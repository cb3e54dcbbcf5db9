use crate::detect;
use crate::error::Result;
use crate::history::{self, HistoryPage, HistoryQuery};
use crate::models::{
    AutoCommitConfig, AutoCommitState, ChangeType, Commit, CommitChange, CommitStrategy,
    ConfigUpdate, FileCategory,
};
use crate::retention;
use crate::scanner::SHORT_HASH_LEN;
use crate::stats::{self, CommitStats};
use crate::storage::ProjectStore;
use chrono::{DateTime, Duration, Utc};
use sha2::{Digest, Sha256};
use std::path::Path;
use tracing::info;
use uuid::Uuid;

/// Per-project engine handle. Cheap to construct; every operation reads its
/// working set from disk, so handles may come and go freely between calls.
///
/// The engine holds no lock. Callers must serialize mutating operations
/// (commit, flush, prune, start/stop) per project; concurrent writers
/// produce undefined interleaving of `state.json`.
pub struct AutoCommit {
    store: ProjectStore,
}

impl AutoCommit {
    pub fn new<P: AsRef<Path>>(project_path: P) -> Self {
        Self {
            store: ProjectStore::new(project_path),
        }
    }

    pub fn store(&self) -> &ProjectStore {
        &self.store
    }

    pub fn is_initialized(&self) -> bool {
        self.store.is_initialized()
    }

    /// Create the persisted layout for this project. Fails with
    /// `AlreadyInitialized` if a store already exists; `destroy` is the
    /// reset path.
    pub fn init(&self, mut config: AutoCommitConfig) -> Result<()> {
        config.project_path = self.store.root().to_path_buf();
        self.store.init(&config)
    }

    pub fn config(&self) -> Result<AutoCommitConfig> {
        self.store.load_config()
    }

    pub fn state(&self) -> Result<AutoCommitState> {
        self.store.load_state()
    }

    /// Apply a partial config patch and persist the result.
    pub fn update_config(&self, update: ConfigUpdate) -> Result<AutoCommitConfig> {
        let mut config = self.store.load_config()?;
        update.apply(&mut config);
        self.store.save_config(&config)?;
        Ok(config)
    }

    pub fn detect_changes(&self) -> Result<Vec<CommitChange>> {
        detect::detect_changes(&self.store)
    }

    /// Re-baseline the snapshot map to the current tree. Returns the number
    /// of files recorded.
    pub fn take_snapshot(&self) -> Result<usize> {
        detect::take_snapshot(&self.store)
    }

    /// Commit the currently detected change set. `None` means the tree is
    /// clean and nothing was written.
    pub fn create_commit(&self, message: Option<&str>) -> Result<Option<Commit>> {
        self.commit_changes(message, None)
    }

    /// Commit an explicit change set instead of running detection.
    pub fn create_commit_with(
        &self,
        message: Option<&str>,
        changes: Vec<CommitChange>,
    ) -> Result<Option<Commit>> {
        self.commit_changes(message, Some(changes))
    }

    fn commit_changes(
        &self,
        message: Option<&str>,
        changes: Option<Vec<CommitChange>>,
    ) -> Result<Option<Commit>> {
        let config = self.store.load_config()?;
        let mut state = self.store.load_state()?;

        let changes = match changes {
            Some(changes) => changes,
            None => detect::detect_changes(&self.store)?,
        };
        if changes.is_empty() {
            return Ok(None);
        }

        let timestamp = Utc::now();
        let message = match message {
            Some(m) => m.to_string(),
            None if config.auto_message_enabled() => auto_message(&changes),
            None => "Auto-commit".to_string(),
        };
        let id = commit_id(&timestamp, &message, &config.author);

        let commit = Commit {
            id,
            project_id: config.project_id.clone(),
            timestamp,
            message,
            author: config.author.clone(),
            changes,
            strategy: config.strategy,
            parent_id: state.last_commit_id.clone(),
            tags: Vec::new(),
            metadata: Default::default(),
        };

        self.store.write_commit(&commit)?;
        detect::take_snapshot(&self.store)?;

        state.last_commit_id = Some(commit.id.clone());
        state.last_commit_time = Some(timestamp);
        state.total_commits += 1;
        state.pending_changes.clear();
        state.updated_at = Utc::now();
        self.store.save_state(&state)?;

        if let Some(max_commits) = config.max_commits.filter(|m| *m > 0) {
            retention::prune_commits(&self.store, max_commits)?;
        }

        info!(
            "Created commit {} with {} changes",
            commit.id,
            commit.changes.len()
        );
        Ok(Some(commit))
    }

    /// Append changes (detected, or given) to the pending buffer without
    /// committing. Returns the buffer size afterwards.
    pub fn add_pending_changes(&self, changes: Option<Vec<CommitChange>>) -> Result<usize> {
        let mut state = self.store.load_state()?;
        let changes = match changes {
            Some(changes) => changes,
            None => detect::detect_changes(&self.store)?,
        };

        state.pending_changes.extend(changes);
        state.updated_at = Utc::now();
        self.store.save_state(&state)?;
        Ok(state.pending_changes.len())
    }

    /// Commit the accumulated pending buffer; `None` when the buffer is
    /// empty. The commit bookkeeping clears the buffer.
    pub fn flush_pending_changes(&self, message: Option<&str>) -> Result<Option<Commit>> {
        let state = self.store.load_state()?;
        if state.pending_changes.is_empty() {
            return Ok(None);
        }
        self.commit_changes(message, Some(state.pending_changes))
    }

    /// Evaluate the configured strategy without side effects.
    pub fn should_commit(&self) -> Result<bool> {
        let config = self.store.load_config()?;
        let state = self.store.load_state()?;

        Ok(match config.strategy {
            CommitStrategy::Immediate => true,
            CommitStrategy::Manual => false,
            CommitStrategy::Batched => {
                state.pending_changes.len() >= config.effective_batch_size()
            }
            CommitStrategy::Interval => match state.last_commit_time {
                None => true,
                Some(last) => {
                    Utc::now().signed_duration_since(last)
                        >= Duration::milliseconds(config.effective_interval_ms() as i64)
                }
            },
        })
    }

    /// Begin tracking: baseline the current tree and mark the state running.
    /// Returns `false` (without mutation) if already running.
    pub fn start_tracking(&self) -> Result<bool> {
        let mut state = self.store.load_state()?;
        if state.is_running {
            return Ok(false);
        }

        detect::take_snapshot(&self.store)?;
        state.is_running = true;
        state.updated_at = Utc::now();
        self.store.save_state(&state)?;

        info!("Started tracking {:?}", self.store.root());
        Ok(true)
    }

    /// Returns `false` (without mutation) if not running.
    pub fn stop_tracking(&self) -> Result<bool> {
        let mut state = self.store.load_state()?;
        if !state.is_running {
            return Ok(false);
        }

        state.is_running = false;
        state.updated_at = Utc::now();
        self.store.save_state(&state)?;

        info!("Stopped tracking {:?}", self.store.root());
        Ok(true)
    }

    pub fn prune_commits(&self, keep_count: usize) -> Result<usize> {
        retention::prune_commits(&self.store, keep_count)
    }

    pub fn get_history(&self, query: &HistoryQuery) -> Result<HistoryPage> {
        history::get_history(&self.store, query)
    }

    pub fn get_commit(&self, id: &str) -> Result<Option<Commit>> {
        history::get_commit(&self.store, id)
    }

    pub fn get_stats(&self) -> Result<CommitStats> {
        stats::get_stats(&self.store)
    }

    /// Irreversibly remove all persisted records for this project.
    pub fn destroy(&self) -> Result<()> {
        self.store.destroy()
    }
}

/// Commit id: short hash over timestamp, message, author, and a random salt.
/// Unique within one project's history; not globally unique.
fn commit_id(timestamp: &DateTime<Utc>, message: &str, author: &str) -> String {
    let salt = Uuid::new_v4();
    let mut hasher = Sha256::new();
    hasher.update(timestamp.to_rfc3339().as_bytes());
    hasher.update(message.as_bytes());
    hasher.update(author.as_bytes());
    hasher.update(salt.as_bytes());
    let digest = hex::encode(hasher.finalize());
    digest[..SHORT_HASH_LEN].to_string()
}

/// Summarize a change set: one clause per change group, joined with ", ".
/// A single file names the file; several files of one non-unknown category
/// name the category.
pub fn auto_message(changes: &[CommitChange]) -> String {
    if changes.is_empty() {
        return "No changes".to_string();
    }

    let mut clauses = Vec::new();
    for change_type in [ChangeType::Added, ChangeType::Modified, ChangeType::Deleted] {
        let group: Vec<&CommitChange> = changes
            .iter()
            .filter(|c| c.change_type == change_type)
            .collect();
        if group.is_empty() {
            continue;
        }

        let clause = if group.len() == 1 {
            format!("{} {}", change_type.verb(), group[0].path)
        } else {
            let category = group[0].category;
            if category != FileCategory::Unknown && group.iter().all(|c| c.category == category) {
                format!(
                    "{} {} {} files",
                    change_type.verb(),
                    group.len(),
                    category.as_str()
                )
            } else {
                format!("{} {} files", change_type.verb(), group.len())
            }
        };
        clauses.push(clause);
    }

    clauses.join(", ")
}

---

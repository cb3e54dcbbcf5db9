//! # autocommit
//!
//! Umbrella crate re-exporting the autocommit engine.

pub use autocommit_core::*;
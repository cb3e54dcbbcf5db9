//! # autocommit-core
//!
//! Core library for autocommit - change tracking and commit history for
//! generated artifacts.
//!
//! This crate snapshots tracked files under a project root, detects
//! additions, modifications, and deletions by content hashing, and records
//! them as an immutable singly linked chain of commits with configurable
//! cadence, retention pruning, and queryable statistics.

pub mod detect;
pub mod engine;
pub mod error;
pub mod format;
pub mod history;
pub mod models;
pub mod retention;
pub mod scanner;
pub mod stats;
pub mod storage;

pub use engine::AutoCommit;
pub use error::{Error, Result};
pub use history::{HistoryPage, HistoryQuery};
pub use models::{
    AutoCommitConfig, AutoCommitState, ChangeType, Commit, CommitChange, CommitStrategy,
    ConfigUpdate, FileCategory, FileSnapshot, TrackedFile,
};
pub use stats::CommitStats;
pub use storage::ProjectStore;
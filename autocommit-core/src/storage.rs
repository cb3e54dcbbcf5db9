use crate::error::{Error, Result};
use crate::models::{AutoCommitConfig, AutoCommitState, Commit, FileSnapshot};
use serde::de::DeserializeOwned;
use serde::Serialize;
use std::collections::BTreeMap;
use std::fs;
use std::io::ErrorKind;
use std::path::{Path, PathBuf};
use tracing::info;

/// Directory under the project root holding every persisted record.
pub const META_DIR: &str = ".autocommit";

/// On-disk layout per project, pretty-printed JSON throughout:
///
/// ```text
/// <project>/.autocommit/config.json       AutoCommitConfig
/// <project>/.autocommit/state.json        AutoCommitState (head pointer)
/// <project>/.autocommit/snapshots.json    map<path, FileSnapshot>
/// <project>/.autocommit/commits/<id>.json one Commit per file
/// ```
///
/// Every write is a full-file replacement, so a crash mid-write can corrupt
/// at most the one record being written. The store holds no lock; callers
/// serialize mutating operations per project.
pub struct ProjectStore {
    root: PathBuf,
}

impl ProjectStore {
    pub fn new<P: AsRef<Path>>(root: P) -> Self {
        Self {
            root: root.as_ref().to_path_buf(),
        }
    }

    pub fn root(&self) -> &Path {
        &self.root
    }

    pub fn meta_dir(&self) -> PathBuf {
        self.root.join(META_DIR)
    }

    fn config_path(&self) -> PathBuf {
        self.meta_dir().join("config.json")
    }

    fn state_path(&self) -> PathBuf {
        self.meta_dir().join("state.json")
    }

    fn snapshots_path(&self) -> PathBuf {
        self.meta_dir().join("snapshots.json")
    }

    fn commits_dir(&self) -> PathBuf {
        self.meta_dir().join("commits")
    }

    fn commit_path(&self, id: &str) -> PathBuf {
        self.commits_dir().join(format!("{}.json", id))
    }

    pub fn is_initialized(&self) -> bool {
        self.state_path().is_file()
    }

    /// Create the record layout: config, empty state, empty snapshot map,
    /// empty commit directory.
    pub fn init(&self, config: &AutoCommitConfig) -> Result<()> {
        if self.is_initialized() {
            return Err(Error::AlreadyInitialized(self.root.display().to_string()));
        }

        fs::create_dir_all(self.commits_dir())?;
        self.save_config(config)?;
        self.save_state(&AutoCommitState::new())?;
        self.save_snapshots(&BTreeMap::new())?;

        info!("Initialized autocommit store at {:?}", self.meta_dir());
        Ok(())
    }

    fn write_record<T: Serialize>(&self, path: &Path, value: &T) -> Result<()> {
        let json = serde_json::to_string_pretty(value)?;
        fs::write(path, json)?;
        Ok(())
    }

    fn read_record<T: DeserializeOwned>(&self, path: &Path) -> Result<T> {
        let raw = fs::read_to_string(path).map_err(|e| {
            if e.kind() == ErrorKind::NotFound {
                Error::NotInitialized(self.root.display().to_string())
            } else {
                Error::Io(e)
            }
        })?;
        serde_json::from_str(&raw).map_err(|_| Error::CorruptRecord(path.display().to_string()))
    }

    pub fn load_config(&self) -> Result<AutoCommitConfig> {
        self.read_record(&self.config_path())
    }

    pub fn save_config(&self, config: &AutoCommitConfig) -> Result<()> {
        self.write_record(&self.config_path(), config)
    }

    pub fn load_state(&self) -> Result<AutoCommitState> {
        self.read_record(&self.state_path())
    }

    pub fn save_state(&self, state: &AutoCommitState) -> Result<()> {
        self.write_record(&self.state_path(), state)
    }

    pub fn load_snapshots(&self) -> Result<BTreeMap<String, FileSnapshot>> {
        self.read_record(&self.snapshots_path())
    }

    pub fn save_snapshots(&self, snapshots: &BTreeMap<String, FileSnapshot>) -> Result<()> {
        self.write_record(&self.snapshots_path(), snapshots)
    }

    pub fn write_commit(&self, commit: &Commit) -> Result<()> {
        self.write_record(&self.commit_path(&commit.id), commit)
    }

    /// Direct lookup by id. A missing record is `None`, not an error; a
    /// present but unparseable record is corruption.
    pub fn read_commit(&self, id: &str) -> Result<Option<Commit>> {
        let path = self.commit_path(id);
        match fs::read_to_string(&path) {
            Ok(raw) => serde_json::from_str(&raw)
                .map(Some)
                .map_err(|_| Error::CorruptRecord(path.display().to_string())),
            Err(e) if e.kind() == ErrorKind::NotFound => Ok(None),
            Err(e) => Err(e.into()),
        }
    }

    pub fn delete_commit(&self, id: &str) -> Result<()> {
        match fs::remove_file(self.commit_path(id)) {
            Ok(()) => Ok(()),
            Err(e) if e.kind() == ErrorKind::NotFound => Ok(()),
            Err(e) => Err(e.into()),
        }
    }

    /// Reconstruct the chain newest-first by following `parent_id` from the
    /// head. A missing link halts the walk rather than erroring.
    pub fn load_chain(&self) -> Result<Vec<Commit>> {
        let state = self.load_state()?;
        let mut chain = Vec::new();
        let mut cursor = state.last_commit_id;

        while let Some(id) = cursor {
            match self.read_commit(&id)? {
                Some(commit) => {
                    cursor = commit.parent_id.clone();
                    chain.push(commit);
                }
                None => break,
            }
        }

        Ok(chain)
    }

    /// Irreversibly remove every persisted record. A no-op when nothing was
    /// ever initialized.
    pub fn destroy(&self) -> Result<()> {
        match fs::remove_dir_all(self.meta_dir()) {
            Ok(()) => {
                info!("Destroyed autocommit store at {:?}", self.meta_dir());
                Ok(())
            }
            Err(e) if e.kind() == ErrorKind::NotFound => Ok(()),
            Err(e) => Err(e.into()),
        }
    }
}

## Task statement:
Looking at the listing above, which lines hold "filter"? Copy every such line.

## Solution to this exercise:
        if let Some(max_commits) = config.max_commits.filter(|m| *m > 0) {
            .filter(|c| c.change_type == change_type)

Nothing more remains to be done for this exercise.